Records for this exercise Block Start
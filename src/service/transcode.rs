use log::debug;
use crate::error::ConversionError;
use crate::models::conversion::ConversionRequest;
use crate::service::codec::Codec;
use crate::service::file::{read_file_content, write_file_content};
use crate::service::traits::i_service::TranscodeServiceTrait;

/// 轉碼服務，實現 TranscodeServiceTrait
pub struct TranscodeService;

impl TranscodeService {
    pub fn new() -> Self {
        TranscodeService
    }
}

impl Default for TranscodeService {
    fn default() -> Self {
        Self::new()
    }
}

impl TranscodeServiceTrait for TranscodeService {
    fn convert_one(&self, request: &ConversionRequest) -> Result<usize, ConversionError> {
        convert_one(request)
    }
}

/// 讀取整個輸入檔、解碼後以目標編碼寫出。輸入檔不會被修改；
/// 寫入中途失敗時輸出檔保留當下狀態。
pub fn convert_one(request: &ConversionRequest) -> Result<usize, ConversionError> {
    let input_path = &request.input_path;
    if !input_path.is_file() {
        return Err(ConversionError::NotFound {
            path: input_path.clone(),
        });
    }

    let source = Codec::for_label(&request.source_encoding)?;
    let target = Codec::for_label(&request.target_encoding)?;

    let (data, file_size) =
        read_file_content(input_path).map_err(|e| ConversionError::failure(input_path, e))?;
    debug!("讀取檔案：{}，原始大小：{} 位元組", input_path.display(), file_size);

    let text = source.decode(&data).ok_or_else(|| ConversionError::Encoding {
        message: format!(
            "以 '{}' 解碼 '{}' 失敗：含有無效的位元組序列",
            request.source_encoding,
            input_path.display()
        ),
    })?;

    let encoded = target.encode(&text).map_err(|c| ConversionError::Encoding {
        message: format!(
            "無法以 '{}' 編碼 '{}'：字元 {:?} (U+{:04X}) 無法表示",
            request.target_encoding,
            input_path.display(),
            c,
            c as u32
        ),
    })?;

    write_file_content(&request.output_path, &encoded)
        .map_err(|e| ConversionError::failure(input_path, e))?;
    debug!(
        "寫入檔案：{}（{} → {}），大小：{} 位元組",
        request.output_path.display(),
        source.name(),
        target.name(),
        encoded.len()
    );
    Ok(encoded.len())
}

#[cfg(test)]
mod tests {
    use super::*;
    use std::fs;
    use std::path::Path;
    use tempfile::TempDir;

    fn request(dir: &Path, input: &str, output: &str, source: &str, target: &str) -> ConversionRequest {
        ConversionRequest {
            input_path: dir.join(input),
            output_path: dir.join(output),
            source_encoding: source.to_string(),
            target_encoding: target.to_string(),
        }
    }

    #[test]
    fn converts_gbk_to_utf8() {
        let dir = TempDir::new().unwrap();
        let (gbk, _, _) = encoding_rs::GBK.encode("歌詞 lyrics");
        fs::write(dir.path().join("in.lrc"), &gbk).unwrap();

        let written = convert_one(&request(dir.path(), "in.lrc", "out.lrc", "gbk", "utf-8")).unwrap();

        let out = fs::read(dir.path().join("out.lrc")).unwrap();
        assert_eq!(out, "歌詞 lyrics".as_bytes());
        assert_eq!(written, out.len());
        assert_eq!(fs::read(dir.path().join("in.lrc")).unwrap(), &gbk[..]);
    }

    #[test]
    fn missing_input_is_not_found() {
        let dir = TempDir::new().unwrap();
        let err = convert_one(&request(dir.path(), "none.txt", "out.txt", "gbk", "utf-8")).unwrap_err();
        assert!(matches!(err, ConversionError::NotFound { .. }));
        assert!(!dir.path().join("out.txt").exists());
    }

    #[test]
    fn undecodable_bytes_are_an_encoding_error() {
        let dir = TempDir::new().unwrap();
        fs::write(dir.path().join("in.txt"), [0xFFu8, 0xFE, 0xFD]).unwrap();
        let err = convert_one(&request(dir.path(), "in.txt", "out.txt", "utf-8", "gbk")).unwrap_err();
        assert!(matches!(err, ConversionError::Encoding { .. }));
    }

    #[test]
    fn ascii_source_rejects_non_ascii_bytes() {
        let dir = TempDir::new().unwrap();
        fs::write(dir.path().join("in.txt"), [0x63u8, 0x61, 0x66, 0xE9]).unwrap();
        let err = convert_one(&request(dir.path(), "in.txt", "out.txt", "ascii", "utf-8")).unwrap_err();
        assert!(matches!(err, ConversionError::Encoding { .. }));
        assert!(!dir.path().join("out.txt").exists());
    }

    #[test]
    fn utf16_source_with_big_endian_bom() {
        let dir = TempDir::new().unwrap();
        fs::write(dir.path().join("in.txt"), [0xFEu8, 0xFF, 0x00, 0x41]).unwrap();
        convert_one(&request(dir.path(), "in.txt", "out.txt", "utf-16", "utf-8")).unwrap();
        assert_eq!(fs::read(dir.path().join("out.txt")).unwrap(), b"A");
    }

    #[test]
    fn unknown_target_codec_is_an_encoding_error() {
        let dir = TempDir::new().unwrap();
        fs::write(dir.path().join("in.txt"), b"plain").unwrap();
        let err = convert_one(&request(dir.path(), "in.txt", "out.txt", "utf-8", "klingon")).unwrap_err();
        assert!(matches!(err, ConversionError::Encoding { .. }));
        assert!(!dir.path().join("out.txt").exists());
    }

    #[test]
    fn write_failure_is_a_conversion_failure() {
        let dir = TempDir::new().unwrap();
        fs::write(dir.path().join("in.txt"), b"plain").unwrap();
        let req = ConversionRequest {
            output_path: dir.path().join("missing_dir").join("out.txt"),
            ..request(dir.path(), "in.txt", "unused", "utf-8", "gbk")
        };
        let err = convert_one(&req).unwrap_err();
        assert!(matches!(err, ConversionError::ConversionFailure { .. }));
    }
}
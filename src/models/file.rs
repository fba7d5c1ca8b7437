use std::path::PathBuf;
use regex::RegexSet;
use crate::error::ConversionError;
use crate::utils::utils::create_regex_set;

/// 批次模式的檔名過濾條件
#[derive(Clone, Debug)]
pub struct FilterSpec {
    patterns: Vec<String>,
    set: RegexSet,
}

impl FilterSpec {
    pub fn new(patterns: &[String]) -> Result<Self, ConversionError> {
        let set = create_regex_set(patterns).map_err(|e| ConversionError::InvalidFilter {
            message: e.to_string(),
        })?;
        Ok(FilterSpec {
            patterns: patterns.to_vec(),
            set,
        })
    }

    pub fn is_match(&self, file_name: &str) -> bool {
        self.set.is_match(file_name)
    }

    pub fn patterns(&self) -> &[String] {
        &self.patterns
    }
}

#[derive(Clone)]
pub struct FileCollectInput {
    pub directory: PathBuf,
    pub filters: FilterSpec,
}

#[derive(Debug)]
pub struct FileCollectOutput {
    pub files: Vec<PathBuf>,
    pub total_size: usize,
}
Records for this exercise Block End
**Activity**
For this listing, copy out every line that includes the word "derive".

**Output of the exercise**
#[derive(Clone, Debug)]
#[derive(Clone)]
#[derive(Debug)]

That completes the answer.